The newest trend in drink coaster marketing however is not to get people to drink more; it is actually trying to stop people from drinking too much. In Oregon, the local Liquor Control Commission has distributed 100,000 drink coasters to local bars and taverns. They contain facts and information regarding the effects of liquor, both on individuals and on society. The purpose of this campaign is to get people thinking, and talking, about the real effects of alcohol, on the chance that it might get them to reconsider what they are putting in their bodies.
In Mumbai, India, the local authorities are doing something similar, in a creepily extreme way. There traffic cops are distributing drink coasters with pictures of young, average looking Indian people on them. When a moist drink glass is placed on them however, an invisible red ink shows up making the faces seem battered and bleeding.
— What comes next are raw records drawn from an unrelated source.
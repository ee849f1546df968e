//! Squads v4 multisig client core
//!
//! This library moves a multisig proposal through approval from a connected
//! wallet and resolves which network, RPC endpoint, program and multisig the
//! client operates against.
//!
//! # Features
//!
//! - **Instruction Composition**: Create, activate and approve a proposal in one transaction
//! - **Submission Pipeline**: Blockhash, advisory simulation, wallet signing, broadcast
//! - **Confirmation Polling**: Batched signature status polling with timeout and blockhash expiry
//! - **Progress Updates**: Explicit submission phases streamed over a channel
//! - **Settings Resolution**: URL parameters, durable storage and defaults with fixed precedence
//! - **Address Resolution**: Multisig from URL or storage, vault derived from it
//! - **Retry Logic**: Exponential backoff for transient read failures
//!
//! # Quick Start
//!
//! ```rust,no_run
//! use squads_client::{ClientConfig, FileStore, KeypairWallet, MultisigClient, ProposalStatus, StaticLocation};
//! use std::sync::Arc;
//!
//! #[tokio::main]
//! async fn main() -> Result<(), Box<dyn std::error::Error>> {
//!     tracing_subscriber::fmt::init();
//!
//!     let client = MultisigClient::new(
//!         ClientConfig::default(),
//!         Arc::new(FileStore::open("settings.json")?),
//!         Arc::new(StaticLocation::parse("https://app.example/?network=devnet")?),
//!         Arc::new(KeypairWallet::from_file("id.json")?),
//!     )?;
//!
//!     client.health_check().await?;
//!
//!     let signature = client.approve_proposal(7, ProposalStatus::Active).await?;
//!     println!("Approved: {}", client.settings().resolve()?.explorer_tx_url(&signature));
//!     Ok(())
//! }
//! ```
//!
//! # Examples
//!
//! ## Watch submission progress
//!
//! ```rust,no_run
//! use futures::StreamExt;
//! use squads_client::{MultisigClient, ProposalStatus};
//!
//! # async fn run(client: MultisigClient) -> squads_client::Result<()> {
//! let (tx, mut rx) = futures::channel::mpsc::unbounded::<squads_client::SubmissionUpdate>();
//! let watcher = tokio::spawn(async move {
//!     while let Some(update) = rx.next().await {
//!         println!("{} {:?}", update.phase, update.status);
//!     }
//! });
//!
//! client
//!     .approve_proposal_with_progress(7, ProposalStatus::None, tx)
//!     .await?;
//! let _ = watcher.await;
//! # Ok(())
//! # }
//! ```

#![warn(missing_docs)]
#![warn(rustdoc::broken_intra_doc_links)]

pub mod address;
pub mod cache;
pub mod config;
pub mod confirmation;
pub mod error;
pub mod instructions;
pub mod location;
pub mod pda;
pub mod proposal;
pub mod retry;
pub mod rpc;
pub mod settings;
pub mod storage;
pub mod submitter;
pub mod types;
pub mod wallet;

#[cfg(test)]
pub(crate) mod testing;

// Re-export commonly used types
pub use address::{AddressResolver, ResolvedAddresses};
pub use cache::{CacheInvalidator, NoopInvalidator, WatchInvalidator};
pub use config::ClientConfig;
pub use confirmation::{ConfirmOptions, ConfirmationWaiter, SignatureOutcome};
pub use error::{ClientError, FailureKind, Result};
pub use instructions::{
    InstructionComposer, ProposalInstructionArgs, ProposalInstructionBuilder,
    ProposalInstructionKind, SquadsInstructions,
};
pub use location::{StaticLocation, UrlSource};
pub use proposal::ProposalStatus;
pub use retry::RetryStrategy;
pub use rpc::{LedgerConnection, RpcClient};
pub use settings::{Settings, SettingsResolver};
pub use storage::{FileStore, KeyValueStore, MemoryStore};
pub use submitter::{SubmissionPhase, SubmissionStatus, SubmissionUpdate, TransactionSubmitter};
pub use types::{Commitment, Network};
pub use wallet::{KeypairWallet, WalletAdapter};

use futures::channel::mpsc::UnboundedSender;
use solana_sdk::signature::Signature;
use std::sync::{Arc, RwLock};
use tracing::info;
use url::Url;

/// Main client wiring settings, addresses, the ledger connection and the
/// submission pipeline together.
///
/// Settings are re-resolved on every operation, so a changed RPC endpoint or
/// program id takes effect on the next call.
#[derive(Clone)]
pub struct MultisigClient {
    /// Configuration
    config: Arc<ClientConfig>,
    /// Settings resolver
    settings: SettingsResolver,
    /// Address resolver
    addresses: AddressResolver,
    /// Connected wallet
    wallet: Arc<dyn WalletAdapter>,
    /// Transaction cache to refresh after approvals
    invalidator: Arc<dyn CacheInvalidator>,
    /// Instruction composer
    composer: InstructionComposer,
    /// RPC client for the last resolved endpoint
    connection: Arc<RwLock<Option<(Url, Arc<RpcClient>)>>>,
}

impl MultisigClient {
    /// Create a new client and run the one-time settings reconciliation
    ///
    /// # Arguments
    ///
    /// * `config` - Client configuration
    /// * `store` - Durable settings storage
    /// * `location` - Source of the current URL
    /// * `wallet` - Wallet that signs approvals
    pub fn new(
        config: ClientConfig,
        store: Arc<dyn KeyValueStore>,
        location: Arc<dyn UrlSource>,
        wallet: Arc<dyn WalletAdapter>,
    ) -> Result<Self> {
        config.validate()?;

        let settings = SettingsResolver::new(store.clone(), location.clone());
        settings.bootstrap()?;

        let addresses = AddressResolver::new(store, location, config.default_vault_index);

        info!(
            "Initializing multisig client for network: {}",
            settings.network()?
        );

        Ok(Self {
            config: Arc::new(config),
            settings,
            addresses,
            wallet,
            invalidator: Arc::new(NoopInvalidator),
            composer: InstructionComposer::squads(),
            connection: Arc::new(RwLock::new(None)),
        })
    }

    /// Refresh `invalidator` after each confirmed approval
    pub fn with_invalidator(mut self, invalidator: Arc<dyn CacheInvalidator>) -> Self {
        self.invalidator = invalidator;
        self
    }

    /// Encode proposal instructions with `builder`
    pub fn with_instruction_builder(mut self, builder: Arc<dyn ProposalInstructionBuilder>) -> Self {
        self.composer = InstructionComposer::new(builder);
        self
    }

    /// Get the settings resolver
    pub fn settings(&self) -> &SettingsResolver {
        &self.settings
    }

    /// Get the address resolver
    pub fn addresses(&self) -> &AddressResolver {
        &self.addresses
    }

    /// Get configuration
    pub fn config(&self) -> &ClientConfig {
        &self.config
    }

    /// RPC client for the currently resolved endpoint, reused while the
    /// endpoint stays the same
    pub fn connection(&self) -> Result<Arc<RpcClient>> {
        let rpc_url = self.settings.rpc_url()?;

        {
            let cached = self.connection.read().unwrap_or_else(|p| p.into_inner());
            if let Some((url, client)) = cached.as_ref() {
                if *url == rpc_url {
                    return Ok(client.clone());
                }
            }
        }

        info!("Connecting to {}", rpc_url);
        let client = Arc::new(RpcClient::new(rpc_url.as_str(), &self.config)?);
        let mut cached = self.connection.write().unwrap_or_else(|p| p.into_inner());
        *cached = Some((rpc_url, client.clone()));
        Ok(client)
    }

    /// Submitter bound to the current connection
    pub fn submitter(&self) -> Result<TransactionSubmitter> {
        Ok(TransactionSubmitter::new(
            self.connection()?,
            self.wallet.clone(),
            self.invalidator.clone(),
            self.composer.clone(),
            ConfirmOptions::from_config(&self.config),
        ))
    }

    /// Approve `transaction_index` of the selected multisig.
    ///
    /// Fails with [`ClientError::NoMultisigSelected`] before any network
    /// call when no multisig is selected.
    pub async fn approve_proposal(
        &self,
        transaction_index: u64,
        status: ProposalStatus,
    ) -> Result<Signature> {
        let settings = self.settings.resolve()?;
        let multisig = self
            .addresses
            .multisig_address()?
            .ok_or(ClientError::NoMultisigSelected)?;

        self.submitter()?
            .approve(&multisig, transaction_index, status, &settings.program_id)
            .await
    }

    /// Same as [`approve_proposal`](Self::approve_proposal), streaming progress to `updates`
    pub async fn approve_proposal_with_progress(
        &self,
        transaction_index: u64,
        status: ProposalStatus,
        updates: UnboundedSender<SubmissionUpdate>,
    ) -> Result<Signature> {
        let settings = self.settings.resolve()?;
        let multisig = self
            .addresses
            .multisig_address()?
            .ok_or(ClientError::NoMultisigSelected)?;

        self.submitter()?
            .approve_with_progress(
                &multisig,
                transaction_index,
                status,
                &settings.program_id,
                updates,
            )
            .await
    }

    /// Health check - verify the resolved RPC endpoint answers
    pub async fn health_check(&self) -> Result<bool> {
        self.connection()?.health_check().await
    }
}
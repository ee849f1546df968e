//! Example: Approve a multisig proposal
//!
//! Usage: `approve_proposal <keypair.json> <transaction-index> [status] [url]`
//!
//! The multisig is taken from the URL (`?multisig=` or `/squads/{address}`)
//! or from the settings file written by earlier runs.

use anyhow::{anyhow, Context};
use futures::StreamExt;
use squads_client::{
    ClientConfig, FileStore, KeypairWallet, MultisigClient, ProposalStatus, StaticLocation,
    SubmissionStatus,
};
use std::sync::Arc;

#[tokio::main]
async fn main() -> anyhow::Result<()> {
    // Initialize tracing for logging
    tracing_subscriber::fmt()
        .with_env_filter("squads_client=info")
        .init();

    let mut args = std::env::args().skip(1);
    let keypair_path = args
        .next()
        .ok_or_else(|| anyhow!("missing keypair path"))?;
    let transaction_index: u64 = args
        .next()
        .ok_or_else(|| anyhow!("missing transaction index"))?
        .parse()
        .context("transaction index must be a number")?;
    let status: ProposalStatus = args
        .next()
        .as_deref()
        .unwrap_or("Active")
        .parse()
        .map_err(|e: String| anyhow!(e))?;
    let location = match args.next() {
        Some(url) => StaticLocation::parse(&url)?,
        None => StaticLocation::empty(),
    };

    println!("=== Squads Proposal Approval ===\n");

    let client = MultisigClient::new(
        ClientConfig::default(),
        Arc::new(FileStore::open("squads-settings.json")?),
        Arc::new(location),
        Arc::new(KeypairWallet::from_file(&keypair_path)?),
    )?;

    let settings = client.settings().resolve()?;
    println!("Network: {}", settings.network);
    println!("RPC URL: {}", settings.rpc_url);
    println!("Program: {}\n", settings.program_id);

    let addresses = client.addresses().require(&settings)?;
    println!("Multisig: {}", addresses.multisig);
    println!("Vault {}: {}\n", addresses.vault_index, addresses.vault);

    let (tx, mut rx) = futures::channel::mpsc::unbounded::<squads_client::SubmissionUpdate>();
    let progress = tokio::spawn(async move {
        while let Some(update) = rx.next().await {
            match update.status {
                SubmissionStatus::Pending => println!("… {}", update.phase),
                SubmissionStatus::Confirmed => println!("✓ {}", update.phase),
                SubmissionStatus::Failed(_) => println!("✗ {}", update.phase),
            }
            if let Some(detail) = update.detail {
                println!("  {}", detail);
            }
        }
    });

    let result = client
        .approve_proposal_with_progress(transaction_index, status, tx)
        .await;
    let _ = progress.await;

    match result {
        Ok(signature) => {
            println!("\n✓ Approved: {}", settings.explorer_tx_url(&signature));
            Ok(())
        }
        Err(e) => {
            eprintln!("\n{}", e.notification());
            Err(e.into())
        }
    }
}
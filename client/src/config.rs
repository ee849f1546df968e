//! Client tuning: transport timeouts, retry policy and confirmation polling.
//!
//! Which network and endpoint to talk to is not configured here; that is
//! resolved at runtime by [`crate::settings::SettingsResolver`].

use crate::error::{ClientError, Result};
use crate::types::Commitment;
use serde::{Deserialize, Serialize};
use std::time::Duration;

/// Configuration for the client
#[derive(Debug, Clone, Serialize, Deserialize)]
pub struct ClientConfig {
    /// HTTP request timeout
    pub request_timeout: Duration,

    /// Maximum number of retries for failed read requests
    pub max_retries: usize,

    /// Initial retry delay (in milliseconds)
    pub retry_initial_delay_ms: u64,

    /// Maximum retry delay (in milliseconds)
    pub retry_max_delay_ms: u64,

    /// Retry backoff multiplier
    pub retry_multiplier: f64,

    /// Signature status polling interval (in milliseconds)
    pub confirm_poll_interval_ms: u64,

    /// Overall confirmation timeout (in seconds)
    pub confirm_timeout_secs: u64,

    /// Commitment a signature must reach to count as confirmed
    pub commitment: Commitment,

    /// Vault index used when none has been stored
    pub default_vault_index: u8,
}

impl ClientConfig {
    /// Create a configuration with default values
    pub fn new() -> Self {
        Self {
            request_timeout: Duration::from_secs(30),
            max_retries: 3,
            retry_initial_delay_ms: 100,
            retry_max_delay_ms: 5000,
            retry_multiplier: 2.0,
            confirm_poll_interval_ms: 1000,
            confirm_timeout_secs: 30,
            commitment: Commitment::Confirmed,
            default_vault_index: 0,
        }
    }

    /// Set request timeout
    pub fn with_request_timeout(mut self, timeout: Duration) -> Self {
        self.request_timeout = timeout;
        self
    }

    /// Set maximum retries
    pub fn with_max_retries(mut self, max_retries: usize) -> Self {
        self.max_retries = max_retries;
        self
    }

    /// Set retry delays
    pub fn with_retry_config(
        mut self,
        initial_delay_ms: u64,
        max_delay_ms: u64,
        multiplier: f64,
    ) -> Self {
        self.retry_initial_delay_ms = initial_delay_ms;
        self.retry_max_delay_ms = max_delay_ms;
        self.retry_multiplier = multiplier;
        self
    }

    /// Set confirmation polling configuration
    pub fn with_confirm_config(mut self, poll_interval_ms: u64, timeout_secs: u64) -> Self {
        self.confirm_poll_interval_ms = poll_interval_ms;
        self.confirm_timeout_secs = timeout_secs;
        self
    }

    /// Set required commitment
    pub fn with_commitment(mut self, commitment: Commitment) -> Self {
        self.commitment = commitment;
        self
    }

    /// Set the fallback vault index
    pub fn with_default_vault_index(mut self, index: u8) -> Self {
        self.default_vault_index = index;
        self
    }

    /// Validate the configuration
    pub fn validate(&self) -> Result<()> {
        if self.max_retries == 0 {
            return Err(ClientError::ConfigError(
                "Max retries must be greater than 0".to_string(),
            ));
        }
        if self.retry_initial_delay_ms == 0 {
            return Err(ClientError::ConfigError(
                "Retry initial delay must be greater than 0".to_string(),
            ));
        }
        if self.retry_multiplier <= 1.0 {
            return Err(ClientError::ConfigError(
                "Retry multiplier must be greater than 1.0".to_string(),
            ));
        }
        if self.confirm_poll_interval_ms == 0 {
            return Err(ClientError::ConfigError(
                "Confirmation poll interval must be greater than 0".to_string(),
            ));
        }
        if self.confirm_timeout_secs == 0 {
            return Err(ClientError::ConfigError(
                "Confirmation timeout must be greater than 0".to_string(),
            ));
        }
        if self.confirm_poll_interval_ms >= self.confirm_timeout_secs * 1000 {
            return Err(ClientError::ConfigError(
                "Confirmation poll interval must be shorter than the timeout".to_string(),
            ));
        }

        Ok(())
    }
}

impl Default for ClientConfig {
    fn default() -> Self {
        Self::new()
    }
}
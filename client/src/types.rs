//! Common types used across the client.
//!
//! This module defines networks, commitment levels, and the response shapes
//! returned by the ledger connection.

use serde::{Deserialize, Serialize};
use serde_json::Value;
use solana_sdk::hash::Hash;
use std::fmt;
use std::str::FromStr;

/// Default devnet RPC endpoint
pub const DEVNET_RPC_URL: &str = "https://api.devnet.solana.com";

/// Default mainnet-beta RPC endpoint
pub const MAINNET_BETA_RPC_URL: &str = "https://api.mainnet-beta.solana.com";

/// Cluster the client operates against
#[derive(Debug, Clone, Copy, PartialEq, Eq, Hash, Serialize, Deserialize)]
#[serde(rename_all = "kebab-case")]
pub enum Network {
    /// Solana devnet
    Devnet,
    /// Solana mainnet-beta
    MainnetBeta,
}

impl Network {
    /// Map a URL `network` parameter value.
    ///
    /// `mainnet` and `mainnet-beta` select mainnet-beta; anything else is devnet.
    pub fn from_param(value: &str) -> Self {
        match value {
            "mainnet" | "mainnet-beta" => Network::MainnetBeta,
            _ => Network::Devnet,
        }
    }

    /// Classify an RPC endpoint by its host naming
    pub fn from_rpc_url(rpc_url: &str) -> Self {
        if rpc_url.contains("devnet") {
            Network::Devnet
        } else {
            Network::MainnetBeta
        }
    }

    /// Get the default RPC URL for this network
    pub fn default_rpc_url(&self) -> &'static str {
        match self {
            Network::Devnet => DEVNET_RPC_URL,
            Network::MainnetBeta => MAINNET_BETA_RPC_URL,
        }
    }

    /// Cluster name as used in URLs and storage
    pub fn as_str(&self) -> &'static str {
        match self {
            Network::Devnet => "devnet",
            Network::MainnetBeta => "mainnet-beta",
        }
    }
}

impl fmt::Display for Network {
    fn fmt(&self, f: &mut fmt::Formatter<'_>) -> fmt::Result {
        f.write_str(self.as_str())
    }
}

impl FromStr for Network {
    type Err = String;

    fn from_str(s: &str) -> Result<Self, Self::Err> {
        match s {
            "devnet" => Ok(Network::Devnet),
            "mainnet" | "mainnet-beta" => Ok(Network::MainnetBeta),
            other => Err(format!("unknown network: {}", other)),
        }
    }
}

/// Ledger confidence level, ordered from weakest to strongest
#[derive(Debug, Clone, Copy, PartialEq, Eq, PartialOrd, Ord, Hash, Serialize, Deserialize)]
#[serde(rename_all = "lowercase")]
pub enum Commitment {
    /// Seen by the connected node
    Processed,
    /// Voted on by a supermajority
    Confirmed,
    /// Rooted
    Finalized,
}

impl Commitment {
    /// Wire name
    pub fn as_str(&self) -> &'static str {
        match self {
            Commitment::Processed => "processed",
            Commitment::Confirmed => "confirmed",
            Commitment::Finalized => "finalized",
        }
    }
}

impl fmt::Display for Commitment {
    fn fmt(&self, f: &mut fmt::Formatter<'_>) -> fmt::Result {
        f.write_str(self.as_str())
    }
}

/// Blockhash plus the last block height at which it is still valid
#[derive(Debug, Clone, Copy, PartialEq, Eq)]
pub struct LatestBlockhash {
    /// Recent blockhash
    pub blockhash: Hash,
    /// Last block height the blockhash is accepted at
    pub last_valid_block_height: u64,
}

/// Outcome of `simulateTransaction`
#[derive(Debug, Clone, Default, PartialEq, Serialize, Deserialize)]
#[serde(rename_all = "camelCase")]
pub struct SimulationResult {
    /// Transaction error, if any
    pub err: Option<Value>,
    /// Program logs
    #[serde(default)]
    pub logs: Vec<String>,
    /// Compute units consumed
    pub units_consumed: Option<u64>,
}

impl SimulationResult {
    /// Whether the simulation completed without a transaction error
    pub fn is_ok(&self) -> bool {
        self.err.is_none()
    }
}

/// One entry of `getSignatureStatuses`
#[derive(Debug, Clone, PartialEq, Serialize, Deserialize)]
#[serde(rename_all = "camelCase")]
pub struct SignatureStatus {
    /// Slot the transaction was processed in
    pub slot: u64,
    /// Blocks since confirmation; `None` once rooted
    pub confirmations: Option<u64>,
    /// Transaction error, if any
    pub err: Option<Value>,
    /// Commitment reached so far
    pub confirmation_status: Option<Commitment>,
}

impl SignatureStatus {
    /// Whether this status has reached `required`
    pub fn reached(&self, required: Commitment) -> bool {
        match self.confirmation_status {
            Some(level) => level >= required,
            // older nodes omit the level; null confirmations means rooted
            None => self.confirmations.is_none(),
        }
    }
}

/// Options for `sendTransaction`
#[derive(Debug, Clone, Copy, PartialEq, Eq)]
pub struct SendOptions {
    /// Skip the node's preflight simulation
    pub skip_preflight: bool,
    /// Commitment used for any preflight the node performs
    pub preflight_commitment: Commitment,
}

impl Default for SendOptions {
    fn default() -> Self {
        Self {
            skip_preflight: false,
            preflight_commitment: Commitment::Confirmed,
        }
    }
}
Letters also appear across the side of the coaster reading "Just a Reminder: Drunken Driving Kills." It seems like it would be difficult to even have another sip of liquor with something like that staring you in the face.
Beverage coasters are also being used to target other negative behaviors often associated with drinkers. In Los Angeles, coasters containing STD facts are being distributed as part of a campaign to increase STD awareness. The use of coasters is obviously targeted to make people aware at the location of the drunken "hook up".
Using drink coasters as a way of targeting people who drink is an obvious, and brilliant, marketing tactic. The fact that groups supporting positive causes such as alcohol and STD awareness have now caught on to this long used beer company trick, means that another powerful tool is now in the hands of the good guys.